IBSEN’S ICONIC ANTIHEROINE STILL
MAKES A MESS OF POLITE SOCIETY

A sleek, sharply acted production
driven by a magnetic central
performance, even at a lightning pace

Redtwist Theatre may have “Defiant Femmes” as its seasonal theme, but headstrong, prickly, and complicated women are commanding stages all over Chicago at present. For its first production of 2026, Remy Bumppo brings the ur-antiheroine Hedda Gabler back to the stage at Theater Wit in Lakeview. To be fair, Hedda isn’t the first antiheroine in theater, but she may be the first explicitly written as one—and certainly the first to be recognized as such when Henrik Ibsen’s masterpiece premiered in 1891.

Gloria Imseih Petrelli, Greg Matthew Anderson, Eduardo Curley,
Aurora Real de Asua, Annabel Armour, Linda Gillum, Felipe CarrascoAnnabel Armour and Eduardo Curley

Hedda Gabler opens on a handsome living room and study set that seems lifted out of The Gilded Age TV series; Joe Schermoly’s design is all mauves and purples, paneled walls and embroidered upholstery; pure old world elegance. But there is an anomaly: a spinet upstage adds a discordant note (pun intended), and a nervous maid frets about a newly delivered bouquet of flowers that are a startling, intrusive red; They clash with everything in the room and are eventually banished to the top of the piano. A pair of newlyweds, just returned from a six-month honeymoon, sleep upstairs, and the new mistress there is adamant that everything be in place by the time she wakes. Yes, the symbolism is pointed—but come on, it’s Ibsen.

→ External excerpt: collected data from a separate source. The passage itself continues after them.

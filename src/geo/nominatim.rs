use async_trait::async_trait;
use reqwest::{header, Client};
use serde::Deserialize;
use url::Url;

use super::{Coordinates, GeoError};

/// Free-text address search. `Ok(None)` means the service answered but found
/// nothing; errors are transport or protocol failures and may be retried.
#[async_trait]
pub trait Geocoder: Send + Sync {
    async fn search(&self, query: &str) -> Result<Option<Coordinates>, GeoError>;
}

#[derive(Clone)]
pub struct NominatimGeocoder {
    client: Client,
    base_url: String,
    user_agent: String,
}

#[derive(Debug, Deserialize)]
struct Place {
    lat: String,
    lon: String,
}

impl NominatimGeocoder {
    pub fn new(client: Client, base_url: impl Into<String>, user_agent: impl Into<String>) -> Self {
        Self {
            client,
            base_url: base_url.into(),
            user_agent: user_agent.into(),
        }
    }

    fn search_url(&self, query: &str) -> Result<Url, GeoError> {
        let endpoint = format!("{}/search", self.base_url.trim_end_matches('/'));
        Ok(Url::parse_with_params(
            &endpoint,
            &[
                ("format", "json"),
                ("q", query),
                ("limit", "1"),
                ("countrycodes", "ca"),
            ],
        )?)
    }
}

fn parse_places(places: Vec<Place>) -> Result<Option<Coordinates>, GeoError> {
    let Some(place) = places.into_iter().next() else {
        return Ok(None);
    };
    let lat = place
        .lat
        .parse::<f64>()
        .map_err(|_| GeoError::InvalidResponse(format!("latitude {:?}", place.lat)))?;
    let lng = place
        .lon
        .parse::<f64>()
        .map_err(|_| GeoError::InvalidResponse(format!("longitude {:?}", place.lon)))?;
    Ok(Some(Coordinates::new(lat, lng)))
}

#[async_trait]
impl Geocoder for NominatimGeocoder {
    async fn search(&self, query: &str) -> Result<Option<Coordinates>, GeoError> {
        let url = self.search_url(query)?;
        let response = self
            .client
            .get(url)
            .header(header::USER_AGENT, &self.user_agent)
            .send()
            .await?;

        if !response.status().is_success() {
            return Err(GeoError::Status(response.status().as_u16()));
        }

        let places: Vec<Place> = response
            .json()
            .await
            .map_err(|err| GeoError::InvalidResponse(err.to_string()))?;
        parse_places(places)
    }
}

Aurora Real de Asua and Eduardo Curley

Soon Tesman (Eduardo Curley) is downstairs amiably chatting with his aunt about his wedding trip. Everything is genteel and proper until his new wife Hedda (Aurora Real de Asua) storms in like a dervish, half-dressed and unkempt, upending the room’s careful equilibrium before she even speaks.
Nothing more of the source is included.